[Data records Boundary: Start]

//! Bounded workspace walks.

use std::collections::HashSet;
use std::path::Path;

use walkdir::WalkDir;

use drover_domain::{Error, Result};

#[derive(Debug, Clone)]
pub struct WalkOptions {
    pub max_files: usize,
    pub max_depth: usize,
    pub skip_dir_names: HashSet<String>,
}

pub fn default_walk_options() -> WalkOptions {
    let skip = [
        ".git",
        "node_modules",
        "vendor",
        "dist",
        "build",
        "bin",
        "target",
        ".drover",
        ".drover-cache",
    ];
    WalkOptions {
        max_files: 5000,
        max_depth: 30,
        skip_dir_names: skip.iter().map(|s| s.to_string()).collect(),
    }
}

/// List workspace-relative POSIX file paths, depth- and count-bounded.
pub fn walk_files(root: &Path, opts: &WalkOptions) -> Result<Vec<String>> {
    if opts.max_files == 0 {
        return Err(Error::InvalidInput("max_files must be > 0".into()));
    }
    if !root.exists() {
        return Err(Error::NotFound(format!("workspace: {}", root.display())));
    }
    let max_depth = if opts.max_depth == 0 { 30 } else { opts.max_depth };

    let mut out = Vec::new();
    let walker = WalkDir::new(root)
        .max_depth(max_depth)
        .into_iter()
        .filter_entry(|entry| {
            if entry.depth() == 0 || !entry.file_type().is_dir() {
                return true;
            }
            let name = entry.file_name().to_string_lossy();
            !opts.skip_dir_names.contains(name.as_ref())
        });

    for entry in walker {
        let Ok(entry) = entry else { continue };
        if !entry.file_type().is_file() {
            continue;
        }
        let Ok(rel) = entry.path().strip_prefix(root) else {
            continue;
        };
        out.push(rel.to_string_lossy().replace('\\', "/"));
        if out.len() >= opts.max_files {
            break;
        }
    }
    Ok(out)
}

#[cfg(test)]
mod tests {
    use super::*;

    fn seed_tree(root: &Path) {
        std::fs::create_dir_all(root.join("src/nested")).unwrap();
        std::fs::create_dir_all(root.join(".git/objects")).unwrap();
        std::fs::create_dir_all(root.join("node_modules/pkg")).unwrap();
        std::fs::write(root.join("README.md"), "x").unwrap();
        std::fs::write(root.join("src/main.rs"), "x").unwrap();
        std::fs::write(root.join("src/nested/mod.rs"), "x").unwrap();
        std::fs::write(root.join(".git/objects/blob"), "x").unwrap();
        std::fs::write(root.join("node_modules/pkg/index.js"), "x").unwrap();
    }

    #[test]
    fn skips_ignored_directories() {
        let dir = tempfile::tempdir().unwrap();
        seed_tree(dir.path());

        let mut files = walk_files(dir.path(), &default_walk_options()).unwrap();
        files.sort();
        assert_eq!(files, vec!["README.md", "src/main.rs", "src/nested/mod.rs"]);
    }

    #[test]
    fn honors_max_files() {
        let dir = tempfile::tempdir().unwrap();
        seed_tree(dir.path());

        let mut opts = default_walk_options();
        opts.max_files = 2;
        let files = walk_files(dir.path(), &opts).unwrap();
        assert_eq!(files.len(), 2);
    }

    #[test]
    fn honors_max_depth() {
        let dir = tempfile::tempdir().unwrap();
        seed_tree(dir.path());

        let mut opts = default_walk_options();
        opts.max_depth = 1;
        let files = walk_files(dir.path(), &opts).unwrap();
        assert_eq!(files, vec!["README.md"]);
    }

    #[test]
    fn missing_root_errors() {
        assert!(walk_files(Path::new("/no/such/dir"), &default_walk_options()).is_err());
    }
}
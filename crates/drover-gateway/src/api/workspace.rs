//! Workspace introspection.

use std::path::Path;

use axum::extract::{Query, State};
use axum::http::StatusCode;
use axum::response::{IntoResponse, Json, Response};
use serde::Deserialize;

use drover_tools::{default_walk_options, walk_files};

use crate::state::AppState;

use super::{domain_error, error_response};

#[derive(Deserialize)]
pub struct TreeQuery {
    #[serde(default)]
    pub workspace_path: String,
}

/// Bounded walk of an arbitrary workspace directory.
pub async fn tree(State(_state): State<AppState>, Query(query): Query<TreeQuery>) -> Response {
    let workspace = query.workspace_path.trim();
    if workspace.is_empty() {
        return error_response(StatusCode::BAD_REQUEST, "workspace_path required");
    }
    let root = Path::new(workspace);
    if !root.is_dir() {
        return error_response(StatusCode::BAD_REQUEST, "workspace_path must be a directory");
    }

    let mut opts = default_walk_options();
    opts.max_files = 800;
    opts.max_depth = 8;
    match walk_files(root, &opts) {
        Ok(files) => Json(serde_json::json!({ "root": workspace, "files": files })).into_response(),
        Err(err) => domain_error(err),
    }
}
#[async_trait::async_trait]
impl Tool for RepoTreeTool {
    fn definition(&self) -> ToolDefinition {
        ToolDefinition {
            name: "repo_tree".into(),
            description: "List files in the workspace (relative paths).".into(),
            kind: ToolKind::Read,
            parameters: Some(serde_json::json!({
                "type": "object",
                "properties": { "max_files": { "type": "integer" } },
            })),
            requires_approval: false,
            allow_without_approval: false,
        }
    }

    async fn invoke(&self, call: &ToolCall, _cancel: &CancelToken) -> ToolResult {
        let params: RepoTreeParams = parse_params(&call.input).unwrap_or_default();
        let max_files = params.max_files.filter(|n| *n > 0).unwrap_or(self.max_files);

        match walk_files(&self.workspace, &default_walk_options()) {
            Ok(files) => {
                let slice = &files[..files.len().min(max_files)];
                let text = if slice.is_empty() {
                    "workspace contains no files".to_owned()
                } else {
                    slice.join("\n")
                };
                ToolResult::text(&call.id, text)
            }
            Err(err) => ToolResult::failure(&call.id, err.to_string()),
        }
    }
}

// ━━━━━━━━━━━━━━━━━━━━━━━━━━━━━━━━━━━━━━━━━━━━━━━━━━━━━━━━━━━━━━━━━━
// repo_map
// ━━━━━━━━━━━━━━━━━━━━━━━━━━━━━━━━━━━━━━━━━━━━━━━━━━━━━━━━━━━━━━━━━━

pub struct RepoMapTool {
    workspace: PathBuf,
    max_symbols: usize,
}

impl RepoMapTool {
    pub fn new(workspace: &Path, max_symbols: usize) -> Self {
        Self {
            workspace: workspace.to_path_buf(),
            max_symbols,
        }
    }
}

#[derive(Deserialize, Default)]
struct RepoMapParams {
    #[serde(default)]
    max_symbols: Option<usize>,
}

#[async_trait::async_trait]
impl Tool for RepoMapTool {
    fn definition(&self) -> ToolDefinition {
        ToolDefinition {
            name: "repo_map".into(),
            description: "List symbols in the repo, grouped by file.".into(),
            kind: ToolKind::Read,
            parameters: Some(serde_json::json!({
                "type": "object",
                "properties": { "max_symbols": { "type": "integer" } },
            })),
            requires_approval: false,
            allow_without_approval: false,
        }
    }

    async fn invoke(&self, call: &ToolCall, cancel: &CancelToken) -> ToolResult {
        let params: RepoMapParams = parse_params(&call.input).unwrap_or_default();
        let max_symbols = params.max_symbols.filter(|n| *n > 0).unwrap_or(self.max_symbols);

        let files = match walk_files(&self.workspace, &default_walk_options()) {
            Ok(files) => files,
            Err(err) => return ToolResult::failure(&call.id, err.to_string()),
        };
        match build_repo_map(&self.workspace, &files, max_symbols, Some(cancel)).await {
            Ok(map) => ToolResult::text(&call.id, map),
            Err(err) => ToolResult::failure(&call.id, err.to_string()),
        }
    }
}

// ━━━━━━━━━━━━━━━━━━━━━━━━━━━━━━━━━━━━━━━━━━━━━━━━━━━━━━━━━━━━━━━━━━
// read_file
// ━━━━━━━━━━━━━━━━━━━━━━━━━━━━━━━━━━━━━━━━━━━━━━━━━━━━━━━━━━━━━━━━━━

pub struct ReadFileTool {
    workspace: PathBuf,
    max_lines: usize,
}

impl ReadFileTool {
    pub fn new(workspace: &Path, max_lines: usize) -> Self {
        Self {
            workspace: workspace.to_path_buf(),
            max_lines,
        }
    }
}
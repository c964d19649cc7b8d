//! The turn engine: the iterative plan/act loop driving one session turn.
//!
//! Given `(session_id, turn_id)` the engine snapshots workspace context,
//! resolves a model, then loops: compose prompt, call the model, dedup and
//! execute tool calls under the approval policy, and persist every
//! transcript message and event along the way. The loop ends on
//! quiescence (optionally after automatic verification), on cancellation,
//! on failure, or after [`MAX_ITERATIONS`] rounds.

use std::collections::HashSet;
use std::path::{Path, PathBuf};
use std::sync::Arc;

use base64::Engine as _;
use chrono::Utc;
use parking_lot::{Mutex, RwLock};
use serde_json::json;
use tracing::Instrument;

use drover_domain::cancel::CancelToken;
use drover_domain::config::ModelPolicy;
use drover_domain::id::{new_message_id, new_tool_call_id};
use drover_domain::tool::{
    normalize_tool_input, parse_tool_input, tool_call_key, MessagePart, Role, ToolCall, ToolKind,
    ToolResult,
};
use drover_domain::{Error, Result};
use drover_kit::{pricing, ChatMessage, ChatPart, GenerateRequest, GenerationCost, Kit, ModelRecord, ModelRouter};
use drover_store::{
    Message, Session, SessionEvent, SessionMode, SessionStatus, Store, TurnStatus,
};
use drover_tools::registry::{default_tool_registry, Tool, ToolRegistry};
use drover_tools::spec::{default_spec_path, ensure_spec_file, SpecReadTool, SpecValidateTool, SpecWriteTool};

use super::context::{format_context_text, gather_context, ContextBundle};
use super::policies::{ApprovalPolicy, VerifyPolicy};
use super::resolve_model;

/// Model-call rounds before a turn is failed as non-quiescent.
pub const MAX_ITERATIONS: usize = 8;

pub struct TurnEngine {
    store: Arc<Store>,
    kit: Arc<dyn Kit>,
    router: ModelRouter,
    policy: Arc<RwLock<ModelPolicy>>,
    verify_policy: VerifyPolicy,
    approval_policy: ApprovalPolicy,
    /// Session ids with an in-flight turn. At most one turn per session.
    running: Mutex<HashSet<String>>,
}
//! Workspace context gathering.
//!
//! One snapshot per turn: `AGENTS.md`, a truncated repo tree, the symbol
//! map, and git porcelain status. Every field degrades to empty on
//! failure; a missing ctags or a non-repo workspace never fails a turn.

use std::path::Path;

use chrono::Utc;

use drover_domain::cancel::CancelToken;
use drover_tools::exec::{run_command, ExecOptions};
use drover_tools::symbols::build_repo_map;
use drover_tools::{default_walk_options, walk_files};

const MAX_TREE_FILES: usize = 500;
const MAX_MAP_SYMBOLS: usize = 400;

#[derive(Debug, Clone, Default)]
pub struct ContextBundle {
    pub generated_at: String,
    pub workspace: String,
    pub agents_md: Option<String>,
    pub repo_tree: Option<String>,
    pub repo_map: Option<String>,
    pub git_status: Option<String>,
}

pub async fn gather_context(workspace: &Path, cancel: &CancelToken) -> ContextBundle {
    let mut bundle = ContextBundle {
        generated_at: Utc::now().to_rfc3339(),
        workspace: workspace.to_string_lossy().into_owned(),
        ..Default::default()
    };

    bundle.agents_md = std::fs::read_to_string(workspace.join("AGENTS.md"))
        .ok()
        .filter(|c| !c.trim().is_empty());

    let files = walk_files(workspace, &default_walk_options()).unwrap_or_default();
    if !files.is_empty() {
        bundle.repo_tree = Some(
            files
                .iter()
                .take(MAX_TREE_FILES)
                .cloned()
                .collect::<Vec<_>>()
                .join("\n"),
        );
    }

    match build_repo_map(workspace, &files, MAX_MAP_SYMBOLS, Some(cancel)).await {
        Ok(map) if !map.is_empty() => bundle.repo_map = Some(map),
        Ok(_) => {}
        Err(err) => {
            tracing::debug!(error = %err, "symbol map unavailable");
        }
    }

    if workspace.join(".git").exists() {
        let status = run_command(
            "git status --porcelain",
            ExecOptions {
                dir: Some(workspace),
                timeout: Some(std::time::Duration::from_secs(10)),
                cancel: Some(cancel),
                ..Default::default()
            },
        )
        .await;
        if let Ok(res) = status {
            if res.exit_code == 0 {
                bundle.git_status = Some(res.stdout.trim().to_owned());
            }
        }
    }

    bundle
}

/// Render the bundle as the system context block.
pub fn format_context_text(bundle: &ContextBundle) -> String {
    let mut out = String::from("Workspace context:\n");
    if let Some(agents) = &bundle.agents_md {
        out.push_str("AGENTS.md:\n");
        out.push_str(agents);
        out.push_str("\n\n");
    }
    if let Some(tree) = &bundle.repo_tree {
        out.push_str("REPO TREE:\n");
        out.push_str(tree);
        out.push_str("\n\n");
    }
    if let Some(map) = &bundle.repo_map {
        out.push_str("REPO MAP:\n");
        out.push_str(map);
        out.push_str("\n\n");
    }
    if let Some(status) = &bundle.git_status {
        out.push_str("GIT STATUS:\n");
        out.push_str(status);
        out.push_str("\n\n");
    }
    out.trim().to_owned()
}

#[cfg(test)]
mod tests {
    use super::*;

    #[tokio::test]
    async fn gathers_best_effort_fields() {
        let dir = tempfile::tempdir().unwrap();
        std::fs::write(dir.path().join("AGENTS.md"), "follow the makefile\n").unwrap();
        std::fs::write(dir.path().join("main.py"), "def main():\n    pass\n").unwrap();

        let bundle = gather_context(dir.path(), &CancelToken::new()).await;
        assert_eq!(bundle.agents_md.as_deref(), Some("follow the makefile\n"));
        assert!(bundle.repo_tree.as_deref().unwrap().contains("main.py"));
        // Not a git repo: no status.
        assert!(bundle.git_status.is_none());
    }

    #[tokio::test]
    async fn empty_workspace_degrades_to_empty_bundle() {
        let dir = tempfile::tempdir().unwrap();
        let bundle = gather_context(dir.path(), &CancelToken::new()).await;
        assert!(bundle.agents_md.is_none());
        assert!(bundle.repo_tree.is_none());

        let text = format_context_text(&bundle);
        assert_eq!(text, "Workspace context:");
    }

    #[test]
    fn format_includes_present_sections_only() {
        let bundle = ContextBundle {
            repo_tree: Some("a.rs\nb.rs".into()),
            git_status: Some("M a.rs".into()),
            ..Default::default()
        };
        let text = format_context_text(&bundle);
        assert!(text.contains("REPO TREE:\na.rs"));
        assert!(text.contains("GIT STATUS:\nM a.rs"));
        assert!(!text.contains("AGENTS.md"));
        assert!(!text.contains("REPO MAP"));
    }
}
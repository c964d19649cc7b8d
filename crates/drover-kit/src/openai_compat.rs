//! OpenAI-compatible adapter.
//!
//! Works with OpenAI, Ollama, vLLM, LM Studio, and any other endpoint that
//! follows the OpenAI chat-completions contract. Construction is
//! environment-driven: `OPENAI_API_KEY` (+ optional `OPENAI_BASE_URL`)
//! selects hosted OpenAI; otherwise `OLLAMA_BASE_URL` (default
//! `http://localhost:11434`) selects a local endpoint.

use serde::Deserialize;
use serde_json::{json, Value};

use drover_domain::tool::{Role, ToolDefinition};
use drover_domain::{Error, Result};

use crate::types::{
    ChatMessage, ChatPart, GenerateOutput, GenerateRequest, KitToolCall, ModelRecord, Usage,
};
use crate::Kit;

pub struct OpenAiCompatKit {
    base_url: String,
    api_key: Option<String>,
    models: Vec<ModelRecord>,
    client: reqwest::Client,
}

impl OpenAiCompatKit {
    pub fn new(base_url: &str, api_key: Option<String>, models: Vec<ModelRecord>) -> Result<Self> {
        let client = reqwest::Client::builder()
            .timeout(std::time::Duration::from_secs(300))
            .build()
            .map_err(|e| Error::Provider {
                provider: "openai-compat".into(),
                message: e.to_string(),
            })?;
        Ok(Self {
            base_url: base_url.trim_end_matches('/').to_owned(),
            api_key,
            models,
            client,
        })
    }

    /// Build a kit from the environment. Hosted OpenAI when a key is set,
    /// a local Ollama endpoint otherwise.
    pub fn from_env() -> Result<Self> {
        let api_key = std::env::var("OPENAI_API_KEY")
            .ok()
            .map(|k| k.trim().to_owned())
            .filter(|k| !k.is_empty());

        if let Some(key) = api_key {
            let base = std::env::var("OPENAI_BASE_URL")
                .unwrap_or_else(|_| "https://api.openai.com/v1".to_owned());
            return Self::new(&base, Some(key), openai_models());
        }

        let base = std::env::var("OLLAMA_BASE_URL")
            .ok()
            .map(|b| b.trim().to_owned())
            .filter(|b| !b.is_empty())
            .unwrap_or_else(|| "http://localhost:11434".to_owned());
        tracing::info!(base_url = %base, "no OPENAI_API_KEY configured; using Ollama endpoint");
        let model = std::env::var("OLLAMA_MODEL").unwrap_or_else(|_| "llama3.1".to_owned());
        Self::new(
            &format!("{base}/v1"),
            None,
            vec![ModelRecord {
                id: format!("ollama/{model}"),
                provider: "ollama".into(),
                provider_model_id: model,
                supports_tools: true,
                supports_vision: false,
                input_cost_per_mtok: Some(0.0),
                output_cost_per_mtok: Some(0.0),
            }],
        )
    }

    fn build_body(&self, req: &GenerateRequest) -> Value {
        let messages: Vec<Value> = req.messages.iter().map(message_to_wire).collect();
        let mut body = json!({
            "model": req.model,
            "messages": messages,
        });
        if !req.tools.is_empty() {
            let tools: Vec<Value> = req.tools.iter().map(tool_to_wire).collect();
            body["tools"] = Value::Array(tools);
        }
        body
    }
}

#[async_trait::async_trait]
impl Kit for OpenAiCompatKit {
    async fn list_models(&self) -> Result<Vec<ModelRecord>> {
        Ok(self.models.clone())
    }

    async fn generate(&self, req: GenerateRequest) -> Result<GenerateOutput> {
        let url = format!("{}/chat/completions", self.base_url);
        let body = self.build_body(&req);

        let mut request = self.client.post(&url).json(&body);
        if let Some(key) = &self.api_key {
            request = request.bearer_auth(key);
        }

        let response = request.send().await.map_err(|e| Error::Provider {
            provider: req.provider.clone(),
            message: e.to_string(),
        })?;

        let status = response.status();
        let raw = response.text().await.map_err(|e| Error::Provider {
            provider: req.provider.clone(),
            message: e.to_string(),
        })?;
        if !status.is_success() {
            return Err(Error::Provider {
                provider: req.provider.clone(),
                message: format!("HTTP {status}: {raw}"),
            });
        }

        let parsed: WireResponse = serde_json::from_str(&raw).map_err(|e| Error::Provider {
            provider: req.provider.clone(),
            message: format!("malformed completion response: {e}"),
        })?;
        let choice = parsed.choices.into_iter().next().ok_or_else(|| Error::Provider {
            provider: req.provider.clone(),
            message: "completion response has no choices".into(),
        })?;

        let tool_calls = choice
            .message
            .tool_calls
            .unwrap_or_default()
            .into_iter()
            .map(|tc| KitToolCall {
                id: tc.id,
                name: tc.function.name,
                arguments_json: tc.function.arguments,
            })
            .collect();

        Ok(GenerateOutput {
            text: choice.message.content.unwrap_or_default(),
            tool_calls,
            finish_reason: choice.finish_reason,
            usage: parsed.usage.map(|u| Usage {
                input_tokens: u.prompt_tokens,
                output_tokens: u.completion_tokens,
                total_tokens: u.total_tokens,
            }),
            cost: None,
        })
    }
}

fn openai_models() -> Vec<ModelRecord> {
    vec![
        ModelRecord {
            id: "openai/gpt-4o".into(),
            provider: "openai".into(),
            provider_model_id: "gpt-4o".into(),
            supports_tools: true,
            supports_vision: true,
            input_cost_per_mtok: Some(2.50),
            output_cost_per_mtok: Some(10.00),
        },
        ModelRecord {
            id: "openai/gpt-4o-mini".into(),
            provider: "openai".into(),
            provider_model_id: "gpt-4o-mini".into(),
            supports_tools: true,
            supports_vision: true,
            input_cost_per_mtok: Some(0.15),
            output_cost_per_mtok: Some(0.60),
        },
    ]
}

// ── Wire mapping ───────────────────────────────────────────────────

fn message_to_wire(msg: &ChatMessage) -> Value {
    let role = match msg.role {
        Role::System => "system",
        Role::User => "user",
        Role::Assistant => "assistant",
        Role::Tool => "tool",
    };

    let mut text_parts: Vec<&str> = Vec::new();
    let mut image_parts: Vec<Value> = Vec::new();
    let mut tool_calls: Vec<Value> = Vec::new();
    for part in &msg.parts {
        match part {
            ChatPart::Text { text } => text_parts.push(text),
            ChatPart::Image { base64, media_type } => image_parts.push(json!({
                "type": "image_url",
                "image_url": { "url": format!("data:{media_type};base64,{base64}") },
            })),
            ChatPart::ToolUse {
                id,
                name,
                arguments_json,
            } => tool_calls.push(json!({
                "id": id,
                "type": "function",
                "function": { "name": name, "arguments": arguments_json },
            })),
        }
    }
    let text = text_parts.join("\n");

    let mut out = match msg.role {
        Role::Tool => json!({
            "role": role,
            "tool_call_id": msg.tool_call_id.clone().unwrap_or_default(),
            "content": text,
        }),
        Role::User if !image_parts.is_empty() => {
            let mut content = vec![json!({ "type": "text", "text": text })];
            content.extend(image_parts);
            json!({ "role": role, "content": content })
        }
        _ => json!({ "role": role, "content": text }),
    };
    if !tool_calls.is_empty() {
        out["tool_calls"] = Value::Array(tool_calls);
    }
    out
}

fn tool_to_wire(def: &ToolDefinition) -> Value {
    json!({
        "type": "function",
        "function": {
            "name": def.name,
            "description": def.description,
            "parameters": def.parameters.clone().unwrap_or_else(|| json!({
                "type": "object",
                "properties": {},
            })),
        },
    })
}

// ── Wire response shapes ───────────────────────────────────────────

#[derive(Deserialize)]
struct WireResponse {
    choices: Vec<WireChoice>,
    usage: Option<WireUsage>,
}

#[derive(Deserialize)]
struct WireChoice {
    message: WireMessage,
    finish_reason: Option<String>,
}

#[derive(Deserialize)]
struct WireMessage {
    content: Option<String>,
    tool_calls: Option<Vec<WireToolCall>>,
}

#[derive(Deserialize)]
struct WireToolCall {
    id: String,
    function: WireFunction,
}

#[derive(Deserialize)]
struct WireFunction {
    name: String,
    arguments: String,
}

#[derive(Deserialize)]
struct WireUsage {
    #[serde(default)]
    prompt_tokens: u64,
    #[serde(default)]
    completion_tokens: u64,
    #[serde(default)]
    total_tokens: u64,
}

#[cfg(test)]
mod tests {
    use super::*;

    #[test]
    fn tool_message_carries_call_id() {
        let mut msg = ChatMessage::text(Role::Tool, "output");
        msg.tool_call_id = Some("call_9".into());
        let wire = message_to_wire(&msg);
        assert_eq!(wire["role"], "tool");
        assert_eq!(wire["tool_call_id"], "call_9");
        assert_eq!(wire["content"], "output");
    }

    #[test]
    fn assistant_tool_use_becomes_tool_calls() {
        let msg = ChatMessage::new(
            Role::Assistant,
            vec![
                ChatPart::Text {
                    text: "running it".into(),
                },
                ChatPart::ToolUse {
                    id: "call_1".into(),
                    name: "shell".into(),
                    arguments_json: r#"{"command":"ls"}"#.into(),
                },
            ],
        );
        let wire = message_to_wire(&msg);
        assert_eq!(wire["tool_calls"][0]["function"]["name"], "shell");
        assert_eq!(wire["content"], "running it");
    }

    #[test]
    fn user_image_parts_build_content_array() {
        let msg = ChatMessage::new(
            Role::User,
            vec![
                ChatPart::Text {
                    text: "what is this".into(),
                },
                ChatPart::Image {
                    base64: "aGk=".into(),
                    media_type: "image/png".into(),
                },
            ],
        );
        let wire = message_to_wire(&msg);
        let content = wire["content"].as_array().unwrap();
        assert_eq!(content.len(), 2);
        assert!(content[1]["image_url"]["url"]
            .as_str()
            .unwrap()
            .starts_with("data:image/png;base64,"));
    }

    #[test]
    fn response_parsing() {
        let raw = r#"{
            "choices": [{
                "message": {
                    "content": null,
                    "tool_calls": [{"id": "c1", "type": "function",
                        "function": {"name": "repo_tree", "arguments": "{}"}}]
                },
                "finish_reason": "tool_calls"
            }],
            "usage": {"prompt_tokens": 10, "completion_tokens": 5, "total_tokens": 15}
        }"#;
        let parsed: WireResponse = serde_json::from_str(raw).unwrap();
        let choice = &parsed.choices[0];
        assert!(choice.message.content.is_none());
        assert_eq!(
            choice.message.tool_calls.as_ref().unwrap()[0].function.name,
            "repo_tree"
        );
        assert_eq!(parsed.usage.unwrap().total_tokens, 15);
    }
}
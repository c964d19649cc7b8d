//! Workspace tooling: the subprocess runner, patch application, bounded
//! filesystem walks, the symbol index, and the tool registry the turn
//! engine dispatches through.

pub mod exec;
pub mod patch;
pub mod registry;
pub mod shell;
pub mod spec;
pub mod symbols;
pub mod walk;
pub mod workspace;

pub use exec::{run_command, CmdResult, ExecOptions};
pub use patch::{apply_unified_diff, ApplyPatchTool, PatchApplyResult};
pub use registry::{default_tool_registry, Tool, ToolRegistry};
pub use shell::{DiagramTool, ShellTool, VerifyTool};
pub use spec::{
    default_spec_path, ensure_spec_file, resolve_spec_path, validate_spec_content, SpecReadTool,
    SpecValidateTool, SpecWriteTool,
};
pub use walk::{default_walk_options, walk_files, WalkOptions};
/// Shared error type used across all Drover crates.
#[derive(thiserror::Error, Debug)]
pub enum Error {
    #[error("IO: {0}")]
    Io(#[from] std::io::Error),

    #[error("JSON: {0}")]
    Json(#[from] serde_json::Error),

    #[error("invalid input: {0}")]
    InvalidInput(String),

    #[error("not found: {0}")]
    NotFound(String),

    #[error("conflict: {0}")]
    Conflict(String),

    #[error("provider {provider}: {message}")]
    Provider { provider: String, message: String },

    #[error("timeout: {0}")]
    Timeout(String),

    #[error("canceled: {0}")]
    Canceled(String),

    #[error("workspace is not a git repository (.git not found)")]
    NotGitRepo,

    #[error("config: {0}")]
    Config(String),

    #[error("{0}")]
    Other(String),
}

impl Error {
    /// True when this error was raised by a tripped cancel token.
    pub fn is_canceled(&self) -> bool {
        matches!(self, Error::Canceled(_))
    }
}

pub type Result<T> = std::result::Result<T, Error>;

[Data records Boundary: End]

- **Exercise goal**: Return all lines from the data that include the string "TreeQuery".

- **Solution**:
pub struct TreeQuery {
pub async fn tree(State(_state): State<AppState>, Query(query): Query<TreeQuery>) -> Response {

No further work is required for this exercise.